Unreliable computations on GPU with Flux

Hi all, I have a problem with optimization of convolutional neural networks on GPU. I would like to run a couple of experiments from the same initial values of network parameters, but for some reason, when it is run on GPU, it gives different results. Here is a MWE

using Flux
using Statistics
using LinearAlgebra
using CUDA

#initial network whose parameters I load into the others
bn_ch = 2 #channels for BN (probably has to be > 1)
net = Chain(Conv((3,3), 3 => bn_ch, pad=1), BatchNorm(bn_ch), Conv((3,3), bn_ch => bn_ch, pad=1)) #probably has to contain BN and the last convolution
#input array
sz = 10 #size of input and output array (too small input seems to work ok)
x_init = ones(Float32, sz,sz,3,1) |> gpu
d = ones(Float32, sz,sz,1,1)
#loss function
loss(n, x, y) = mean((n(x).-y).^2)
#nuber of steps of optimisation
steps = 10 #can fail even with one optimisation step but it does not happen that often
#nuber of runs (does not fail every time)
nruns = 10
#optimiser for network optimisation: "adam" or "descent" 
optimiser = "adam" #descent seems to work ok

#----------------- GPU runs -----------------
#first nruns networks
pars_norm2 = 0
for j = 1 : nruns
    net2 = Chain(Conv((3,3), 3 => bn_ch, pad=1), BatchNorm(bn_ch), Conv((3,3), bn_ch => bn_ch, pad=1)) 
    Flux.loadmodel!(net2, net) #load initial parameters of net
    net2 = net2 |> gpu 
    optim!(net2, steps, (n)->loss(n, x_init, gpu(d)), optimiser)
    pars_norm2 += get_norm(net2)

#second nruns networks
pars_norm3 = 0
for j = 1 : nruns
    net3 = Chain(Conv((3,3), 3 => bn_ch, pad=1), BatchNorm(bn_ch), Conv((3,3), bn_ch => bn_ch, pad=1)) 
    Flux.loadmodel!(net3, net) #load initial parameters of net
    net3 = net3 |> gpu
    optim!(net3, steps, (n)->loss(n, x_init, gpu(d)), optimiser)
    pars_norm3 += get_norm(net3)

#----------- CPU runs ---------------------------------------
#first nruns networks
pars_normc2 = 0
for  j = 1 : nruns
    netc2 = Chain(Conv((3,3), 3 => bn_ch, pad=1), BatchNorm(bn_ch), Conv((3,3), bn_ch => bn_ch, pad=1)) 
    Flux.loadmodel!(netc2, net) #load initial parameters of net
    optim!(netc2, steps, (n)->loss(n, cpu(x_init), d), optimiser) #run optimisation
    pars_normc2 += get_norm(netc2) #add norm of parameters after optimisation

#second nruns networks
pars_normc3 = 0
for j = 1 : nruns
    netc3 = Chain(Conv((3,3), 3 => bn_ch, pad=1), BatchNorm(bn_ch), Conv((3,3), bn_ch => bn_ch, pad=1)) 
    Flux.loadmodel!(netc3, net) #load initial parameters of net
    optim!(netc3, steps, (n)->loss(n, cpu(x_init), d), optimiser)
    pars_normc3 += get_norm(netc3)
println("Difference between parameter norms of first ", nruns, " and second ", nruns, " optimisations on GPU: ", pars_norm2 - pars_norm3)
println("Difference between parameter norms of first ", nruns, " and second ", nruns, " optimisations on CPU: ", pars_normc2 - pars_normc3)

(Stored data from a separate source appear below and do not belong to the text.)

//! One-shot agent runtime.
//!
//! An [`Agent`] is the ephemeral binding of a persona snapshot to an
//! inference client for exactly one subtask: created at dispatch, destroyed
//! when the subtask terminates, never retried (the orchestrator models a
//! retry as a new subtask). It holds no state between subtasks and never
//! mutates the persona record — outcomes flow back by id through the
//! delegation optimizer.
//!
//! The prompt an agent sends is the concatenation of:
//!
//! 1. the persona preamble (role, methodologies, constraints),
//! 2. the resolved personality prefix from the external personality config,
//! 3. a serialized list of prerequisite outputs,
//! 4. the subtask description,
//! 5. a trailer requesting output in the persona's declared format.

use std::sync::Arc;

use crate::taskweave::error::EngineResult;
use crate::taskweave::inference::{ChatMessage, GenerationOptions, InferenceClient, TaskClass};
use crate::taskweave::persona::PersonaRecord;
use crate::taskweave::task::{Domain, Subtask, Turn, TurnRole};

/// Ephemeral executor for a single subtask.
pub struct Agent {
    /// Runtime identity of this dispatch, recorded on the subtask.
    pub id: String,
    persona: PersonaRecord,
    client: Arc<dyn InferenceClient>,
}

impl Agent {
    /// Bind a persona snapshot to an inference client.
    pub fn new(persona: PersonaRecord, client: Arc<dyn InferenceClient>) -> Self {
        Self {
            id: uuid::Uuid::new_v4().to_string(),
            persona,
            client,
        }
    }

    /// Id of the persona this agent runs as.
    pub fn persona_id(&self) -> &str {
        &self.persona.id
    }

    /// Execute the subtask: build the prompt, call the model once, return
    /// the raw output. Errors propagate untouched — the orchestrator turns
    /// them into a failed subtask with the reason preserved.
    pub async fn run(
        &self,
        subtask: &Subtask,
        personality_prefix: &str,
        memory: &[Turn],
        prerequisite_outputs: &[(String, String)],
    ) -> EngineResult<String> {
        let messages = self.build_messages(subtask, personality_prefix, memory, prerequisite_outputs);
        let class = task_class_for(subtask.domain);
        self.client
            .chat(class, &messages, &GenerationOptions::default())
            .await
    }

    fn build_messages(
        &self,
        subtask: &Subtask,
        personality_prefix: &str,
        memory: &[Turn],
        prerequisite_outputs: &[(String, String)],
    ) -> Vec<ChatMessage> {
        let mut system = String::new();
        system.push_str(&format!("You are a {}.\n", self.persona.dna.role));
        if !self.persona.dna.methodologies.is_empty() {
            system.push_str(&format!(
                "You work by: {}.\n",
                self.persona.dna.methodologies.join(", ")
            ));
        }
        for (name, value) in &self.persona.dna.constraints {
            system.push_str(&format!("Constraint — {}: {}\n", name, value));
        }
        if !personality_prefix.is_empty() {
            system.push('\n');
            system.push_str(personality_prefix);
            system.push('\n');
        }

        let mut messages = vec![ChatMessage::system(system)];

        // Conversational context precedes the work item.
        for turn in memory {
            match turn.role {
                TurnRole::User => messages.push(ChatMessage::user(turn.text.clone())),
                TurnRole::Assistant => messages.push(ChatMessage::assistant(turn.text.clone())),
            }
        }

        let mut body = String::new();
        if !prerequisite_outputs.is_empty() {
            body.push_str("Results from prerequisite steps:\n\n");
            for (description, output) in prerequisite_outputs {
                body.push_str(&format!("### {}\n{}\n\n", description, output));
            }
        }
        body.push_str("Your task:\n");
        body.push_str(&subtask.description);
        body.push_str("\n\n");
        body.push_str(&self.format_trailer());

        messages.push(ChatMessage::user(body));
        messages
    }

    /// Trailer instructing the model how to shape its answer.
    fn format_trailer(&self) -> String {
        if self.persona.dna.output_format.is_empty() {
            return "Respond with the deliverable only, no preamble.".to_string();
        }
        let mut trailer = String::from("Respond with the deliverable only, formatted as follows:\n");
        for (key, value) in &self.persona.dna.output_format {
            trailer.push_str(&format!("- {}: {}\n", key, value));
        }
        trailer
    }
}

/// Map a subtask domain onto the model-selection class.
pub fn task_class_for(domain: Domain) -> TaskClass {
    match domain {
        Domain::Development | Domain::Testing => TaskClass::Code,
        _ => TaskClass::General,
    }
}

#[cfg(test)]
mod tests {
    use super::*;
    use crate::taskweave::persona::PersonaDna;
    use async_trait::async_trait;
    use chrono::Utc;

    struct EchoClient;

    #[async_trait]
    impl InferenceClient for EchoClient {
        async fn chat(
            &self,
            _class: TaskClass,
            messages: &[ChatMessage],
            _options: &GenerationOptions,
        ) -> EngineResult<String> {
            Ok(messages.last().unwrap().content.clone())
        }

        async fn chat_stream(
            &self,
            _class: TaskClass,
            _messages: &[ChatMessage],
            _options: &GenerationOptions,
        ) -> EngineResult<crate::taskweave::inference::ChunkStream> {
            Ok(Box::pin(futures_util::stream::empty()))
        }

        async fn health(&self) -> EngineResult<()> {
            Ok(())
        }
    }

    fn persona() -> PersonaRecord {
        PersonaRecord {
            id: "p1".into(),
            dna: PersonaDna::default_for(Domain::Development, "senior backend developer"),
            created_at: Utc::now(),
            usage_count: 0,
            score: 0.5,
            last_used: None,
        }
    }

    #[tokio::test]
    async fn test_prompt_contains_prereqs_and_description() {
        let agent = Agent::new(persona(), Arc::new(EchoClient));
        let subtask = Subtask::new("t1", "implement the login endpoint", Domain::Development);
        let prereqs = vec![("design the API".to_string(), "use JWT".to_string())];
        let out = agent.run(&subtask, "", &[], &prereqs).await.unwrap();
        assert!(out.contains("implement the login endpoint"));
        assert!(out.contains("use JWT"));
        assert!(out.contains("design the API"));
    }

    #[test]
    fn test_code_domains_route_to_code_model() {
        assert_eq!(task_class_for(Domain::Development), TaskClass::Code);
        assert_eq!(task_class_for(Domain::Testing), TaskClass::Code);
        assert_eq!(task_class_for(Domain::Research), TaskClass::General);
    }
}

function optim!(network, nsteps, lossf, opt)
    #function for network optimisation
    #network..... network to be optimised
    #nsteps...... number of optimisation steps
    #lossf....... loss function
    #opt......... optimiser, either "adam" or "descent"
    if opt == "adam"
        opts = Adam(0.01)
    elseif opt == "descent"
        opts = Descent(0.01)
    pars = Flux.params(network)
    for j = 1 : nsteps
        gs = Flux.gradient(()->lossf(network), pars)
        Flux.Optimise.update!(opts, pars, gs)

function get_norm(network)
    #function returning sum of norms of network parameters
    pars = Flux.params(network)
    ns = 0
    for x in pars
        ns += norm(x)
    return ns

Running this script returns

Difference between parameter norms of first 10 and second 10 optimisations on GPU: -0.004699707
Difference between parameter norms of first 10 and second 10 optimisations on CPU: 0.0

which shows that the results of an optimisation of the same network with no stochastic influences are not the same on GPU. On CPU, however, it works alright. Any idea what is going on?

Edit: It seems like it happens only on NVIDIA TITAN V.

FYI we have a #domain:ml category that might get you more eyes for questions like this in the future.

What you’re most likely seeing is Option for filtering by CUDNN_DETERMINISTIC in `cudnnConvolutionAlgoPerfChoose` · Issue #938 · JuliaGPU/CUDA.jl · GitHub, which has been discussed on Discourse a couple times before. My comment/offer in Option for filtering by CUDNN_DETERMINISTIC in `cudnnConvolutionAlgoPerfChoose` · Issue #938 · JuliaGPU/CUDA.jl · GitHub still stands :wink: